Load provides simple command line interface for building high-load jobs on a cluster, based on Cascading.
The open source repo is available on GitHub at https://github.com/Cascading/cascading.load where the “README.md” file has instructions for build and installation, and the “COMMANDS.md” file has a full list of command line options.
Load can be run in Hadoop as a JAR file:
hadoop jar load.jar param1 param2 .. paramN
Or, after installing on your laptop or server, as a command suitable for use in bash scripts, cron jobs, etc.:
cascading.load param1 param2 .. paramN
Why use Load?
There are a number of good reasons for having a library of functional load tests handy:
- * Generate datasets for load testing your Hadoop cluster.
- * Produce a consistent set of baseline metrics for your Hadoop cluster.
Baseline metrics become particularly useful when you need to modify your cluster. Whether you are tuning Hadoop configuration settings, upgrading hardware, or modifying the switch fabric, Load can produce baseline metrics to help give you an objective, quantitative basis for comparisons.
For example, the
generate data app is only one mapper, which makes negligible use of HDFS reads, but substantial use of HDFS writes. Since there is no reducer there is no shuffle phase. So the
generate data app provides an excellent way to obtain baseline metrics for HDFS write throughput.
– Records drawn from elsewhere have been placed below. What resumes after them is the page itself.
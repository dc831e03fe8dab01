//! Passive security scanner
//!
//! Every recorded exchange is queued once and analyzed by every enabled
//! rule on a bounded pool of blocking workers. Rules never modify or send
//! requests. The proxy side only ever waits a bounded time to enqueue; past
//! that the message is dropped unscanned and the drop is reported.

pub mod rules;

use parking_lot::{Mutex, RwLock};
use std::collections::HashMap;
use std::panic::{catch_unwind, AssertUnwindSafe};
use std::sync::atomic::{AtomicU64, Ordering};
use std::sync::Arc;
use std::time::Duration;
use tokio::sync::{mpsc, watch, Semaphore};
use tracing::{debug, warn};

use crate::app::events::{CoreEvent, EventBus};
use crate::error::ScanRuleError;
use crate::http::{HttpMessage, Initiator};
use crate::proxy::HistoryRecord;
use crate::scanner::alerts::{Alert, AlertStore};

/// Trait for passive scan rules
pub trait PassiveScanRule: Send + Sync {
    /// Plugin id used for alert deduplication and filters
    fn id(&self) -> u32;

    /// Rule name
    fn name(&self) -> &str;

    /// Check if the rule is enabled
    fn is_enabled(&self) -> bool {
        true
    }

    /// Analyze one completed exchange
    fn scan(&self, message: &HttpMessage) -> Result<Vec<Alert>, ScanRuleError>;
}

#[derive(Debug, Clone)]
pub struct PassiveSettings {
    pub queue_capacity: usize,
    pub workers: usize,
    /// How long the producer waits on a full queue before dropping
    pub enqueue_timeout: Duration,
    /// Only messages from these initiators are scanned
    pub initiators: Vec<Initiator>,
}

impl Default for PassiveSettings {
    fn default() -> Self {
        Self {
            queue_capacity: 1000,
            workers: 4,
            enqueue_timeout: Duration::from_millis(250),
            initiators: vec![Initiator::Proxy, Initiator::Manual, Initiator::Spider, Initiator::Auth],
        }
    }
}

#[derive(Debug, Clone, Copy, PartialEq, Eq)]
pub enum EnqueueOutcome {
    Queued,
    /// Initiator is not passively scanned
    Skipped,
    /// Queue stayed full past the timeout
    Dropped,
}

/// Dispatcher counters
#[derive(Debug, Clone, Default, PartialEq, Eq)]
pub struct PassiveStats {
    /// Queued or running right now
    pub pending: u64,
    pub scanned: u64,
    pub dropped: u64,
    pub alerts_raised: u64,
    pub rule_failures: HashMap<String, u64>,
}

type RuleSet = Arc<Vec<Arc<dyn PassiveScanRule>>>;

struct Shared {
    rules: RwLock<RuleSet>,
    alerts: Arc<AlertStore>,
    scanned: AtomicU64,
    alerts_raised: AtomicU64,
    failures: Mutex<HashMap<String, u64>>,
    pending: watch::Sender<u64>,
}

impl Shared {
    fn scan_one(&self, rules: &RuleSet, record: &HistoryRecord) {
        for rule in rules.iter().filter(|r| r.is_enabled()) {
            let result = catch_unwind(AssertUnwindSafe(|| rule.scan(&record.message)));
            match result {
                Ok(Ok(alerts)) => {
                    for alert in alerts {
                        self.raise(alert, record);
                    }
                }
                Ok(Err(e)) => {
                    warn!(rule = rule.name(), id = record.id, error = %e, "Passive rule failed");
                    self.record_failure(rule.name());
                }
                Err(_) => {
                    warn!(rule = rule.name(), id = record.id, "Passive rule panicked");
                    self.record_failure(rule.name());
                }
            }
        }
        self.scanned.fetch_add(1, Ordering::Relaxed);
        self.pending.send_modify(|n| *n = n.saturating_sub(1));
    }

    fn raise(&self, mut alert: Alert, record: &HistoryRecord) {
        if alert.uri.is_empty() {
            alert.uri = record.message.url().to_string();
            alert.method = record.message.method().to_string();
        }
        alert.source_history_id.get_or_insert(record.id);
        self.alerts_raised.fetch_add(1, Ordering::Relaxed);
        self.alerts.upsert(alert);
    }

    fn record_failure(&self, rule: &str) {
        *self.failures.lock().entry(rule.to_string()).or_insert(0) += 1;
    }
}

/// Passive scanner
pub struct PassiveScanDispatcher {
    tx: mpsc::Sender<Arc<HistoryRecord>>,
    shared: Arc<Shared>,
    settings: PassiveSettings,
    dropped: AtomicU64,
    events: EventBus,
}

impl PassiveScanDispatcher {
    /// Create the dispatcher and spawn its pump task. Must be called
    /// inside a tokio runtime.
    pub fn start(settings: PassiveSettings, alerts: Arc<AlertStore>, events: EventBus) -> Self {
        let (tx, rx) = mpsc::channel(settings.queue_capacity.max(1));
        let (pending, _) = watch::channel(0u64);
        let shared = Arc::new(Shared {
            rules: RwLock::new(Arc::new(Vec::new())),
            alerts,
            scanned: AtomicU64::new(0),
            alerts_raised: AtomicU64::new(0),
            failures: Mutex::new(HashMap::new()),
            pending,
        });

        tokio::spawn(pump(rx, Arc::clone(&shared), settings.workers.max(1)));

        Self {
            tx,
            shared,
            settings,
            dropped: AtomicU64::new(0),
            events,
        }
    }

    pub fn register_rule(&self, rule: Arc<dyn PassiveScanRule>) {
        let mut guard = self.shared.rules.write();
        let mut next: Vec<Arc<dyn PassiveScanRule>> = guard.as_ref().clone();
        debug!(rule = rule.name(), id = rule.id(), "Registering passive rule");
        next.push(rule);
        *guard = Arc::new(next);
    }

    /// Get list of rule names
    pub fn rule_names(&self) -> Vec<String> {
        self.shared.rules.read().iter().map(|r| r.name().to_string()).collect()
    }

    pub fn should_scan(&self, initiator: Initiator) -> bool {
        self.settings.initiators.contains(&initiator)
    }

    /// Queue a recorded exchange for scanning
    pub async fn enqueue(&self, record: Arc<HistoryRecord>) -> EnqueueOutcome {
        if !self.should_scan(record.message.initiator) {
            return EnqueueOutcome::Skipped;
        }

        // Count first so drain() never sees a queued message as idle
        self.shared.pending.send_modify(|n| *n += 1);
        let record = match self.tx.try_send(record) {
            Ok(()) => return EnqueueOutcome::Queued,
            Err(mpsc::error::TrySendError::Full(record)) => record,
            Err(mpsc::error::TrySendError::Closed(record)) => return self.drop_unscanned(&record),
        };

        match self.tx.send_timeout(record, self.settings.enqueue_timeout).await {
            Ok(()) => EnqueueOutcome::Queued,
            Err(mpsc::error::SendTimeoutError::Timeout(record))
            | Err(mpsc::error::SendTimeoutError::Closed(record)) => self.drop_unscanned(&record),
        }
    }

    fn drop_unscanned(&self, record: &HistoryRecord) -> EnqueueOutcome {
        self.shared.pending.send_modify(|n| *n = n.saturating_sub(1));
        let dropped = self.dropped.fetch_add(1, Ordering::Relaxed) + 1;
        warn!(id = record.id, dropped, "Passive scan queue full, message not scanned");
        self.events.publish(CoreEvent::PassiveScanDegraded { dropped });
        EnqueueOutcome::Dropped
    }

    /// Wait until the queue is empty and no rule is running
    pub async fn drain(&self) {
        let mut rx = self.shared.pending.subscribe();
        // the sender lives in `shared`, so this only fails if we are gone
        let _ = rx.wait_for(|n| *n == 0).await;
    }

    pub fn stats(&self) -> PassiveStats {
        PassiveStats {
            pending: *self.shared.pending.borrow(),
            scanned: self.shared.scanned.load(Ordering::Relaxed),
            dropped: self.dropped.load(Ordering::Relaxed),
            alerts_raised: self.shared.alerts_raised.load(Ordering::Relaxed),
            rule_failures: self.shared.failures.lock().clone(),
        }
    }
}

impl std::fmt::Debug for PassiveScanDispatcher {
    fn fmt(&self, f: &mut std::fmt::Formatter<'_>) -> std::fmt::Result {
        f.debug_struct("PassiveScanDispatcher")
            .field("settings", &self.settings)
            .field("stats", &self.stats())
            .finish()
    }
}

async fn pump(mut rx: mpsc::Receiver<Arc<HistoryRecord>>, shared: Arc<Shared>, workers: usize) {
    let permits = Arc::new(Semaphore::new(workers));
    while let Some(record) = rx.recv().await {
        let Ok(permit) = Arc::clone(&permits).acquire_owned().await else {
            break;
        };
        let rules = Arc::clone(&shared.rules.read());
        let shared = Arc::clone(&shared);
        tokio::task::spawn_blocking(move || {
            shared.scan_one(&rules, &record);
            drop(permit);
        });
    }
    debug!("Passive scan pump stopped");
}

#[cfg(test)]
mod tests {
    use super::*;
    use crate::http::{Body, RequestHeader};
    use crate::proxy::HistoryStore;
    use crate::scanner::alerts::{Confidence, Risk};

    struct CountingRule {
        id: u32,
        seen: Arc<Mutex<Vec<u64>>>,
    }

    impl PassiveScanRule for CountingRule {
        fn id(&self) -> u32 {
            self.id
        }

        fn name(&self) -> &str {
            "counting"
        }

        fn scan(&self, message: &HttpMessage) -> Result<Vec<Alert>, ScanRuleError> {
            self.seen.lock().push(message.history_id.unwrap_or_default());
            Ok(vec![Alert::new(self.id, "Seen", Risk::Info, Confidence::High)])
        }
    }

    struct BrokenRule;

    impl PassiveScanRule for BrokenRule {
        fn id(&self) -> u32 {
            99
        }

        fn name(&self) -> &str {
            "broken"
        }

        fn scan(&self, _message: &HttpMessage) -> Result<Vec<Alert>, ScanRuleError> {
            panic!("rule bug");
        }
    }

    struct SlowRule;

    impl PassiveScanRule for SlowRule {
        fn id(&self) -> u32 {
            98
        }

        fn name(&self) -> &str {
            "slow"
        }

        fn scan(&self, _message: &HttpMessage) -> Result<Vec<Alert>, ScanRuleError> {
            std::thread::sleep(Duration::from_millis(300));
            Ok(Vec::new())
        }
    }

    fn record(store: &HistoryStore, i: usize, initiator: Initiator) -> Arc<HistoryRecord> {
        let header = RequestHeader::new("GET", &format!("http://example.com/{}", i)).unwrap();
        store.record(HttpMessage::new(header, Body::empty(), initiator))
    }

    #[tokio::test]
    async fn test_every_rule_sees_every_message_once() {
        let alerts = Arc::new(AlertStore::new(EventBus::default()));
        let dispatcher = PassiveScanDispatcher::start(PassiveSettings::default(), Arc::clone(&alerts), EventBus::default());
        let seen_a = Arc::new(Mutex::new(Vec::new()));
        let seen_b = Arc::new(Mutex::new(Vec::new()));
        dispatcher.register_rule(Arc::new(CountingRule { id: 1, seen: Arc::clone(&seen_a) }));
        dispatcher.register_rule(Arc::new(CountingRule { id: 2, seen: Arc::clone(&seen_b) }));
        dispatcher.register_rule(Arc::new(BrokenRule));

        let history = HistoryStore::new(100);
        for i in 0..20 {
            assert_eq!(dispatcher.enqueue(record(&history, i, Initiator::Proxy)).await, EnqueueOutcome::Queued);
        }
        dispatcher.drain().await;

        let mut a = seen_a.lock().clone();
        let mut b = seen_b.lock().clone();
        a.sort_unstable();
        b.sort_unstable();
        assert_eq!(a, (1..=20).collect::<Vec<u64>>());
        assert_eq!(a, b);

        let stats = dispatcher.stats();
        assert_eq!(stats.scanned, 20);
        assert_eq!(stats.pending, 0);
        assert_eq!(stats.rule_failures.get("broken"), Some(&20));
        assert_eq!(alerts.len(), 40);
    }

    #[tokio::test]
    async fn test_scan_traffic_is_not_passively_scanned() {
        let dispatcher = PassiveScanDispatcher::start(
            PassiveSettings::default(),
            Arc::new(AlertStore::new(EventBus::default())),
            EventBus::default(),
        );
        let history = HistoryStore::new(10);
        let outcome = dispatcher.enqueue(record(&history, 0, Initiator::ActiveScan)).await;
        assert_eq!(outcome, EnqueueOutcome::Skipped);
    }

    #[tokio::test(flavor = "multi_thread", worker_threads = 2)]
    async fn test_full_queue_drops_and_signals() {
        let events = EventBus::default();
        let mut rx = events.subscribe();
        let settings = PassiveSettings {
            queue_capacity: 1,
            workers: 1,
            enqueue_timeout: Duration::from_millis(20),
            ..PassiveSettings::default()
        };
        let dispatcher =
            PassiveScanDispatcher::start(settings, Arc::new(AlertStore::new(EventBus::default())), events.clone());
        dispatcher.register_rule(Arc::new(SlowRule));

        let history = HistoryStore::new(100);
        let mut outcomes = Vec::new();
        for i in 0..6 {
            outcomes.push(dispatcher.enqueue(record(&history, i, Initiator::Proxy)).await);
        }
        assert!(outcomes.contains(&EnqueueOutcome::Dropped));

        let dropped = dispatcher.stats().dropped;
        assert!(dropped > 0);
        match rx.recv().await.unwrap() {
            CoreEvent::PassiveScanDegraded { dropped } => assert!(dropped >= 1),
            other => panic!("unexpected event {:?}", other),
        }

        dispatcher.drain().await;
        let stats = dispatcher.stats();
        assert_eq!(stats.scanned + stats.dropped, 6);
    }
}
hadoop jar load.jar --generate -I output/nop -O output/gendata
consume data app provides a complement, since it is only one mapper which reads the data from
generate data and makes negligible use of HDFS writes. There the
consume data app provides an excellent way to obtain baseline metrics for HDFS read throughput. For another example, the
count sort app provides a great way to measure the cost of the shuffle phase on a given cluster configuration.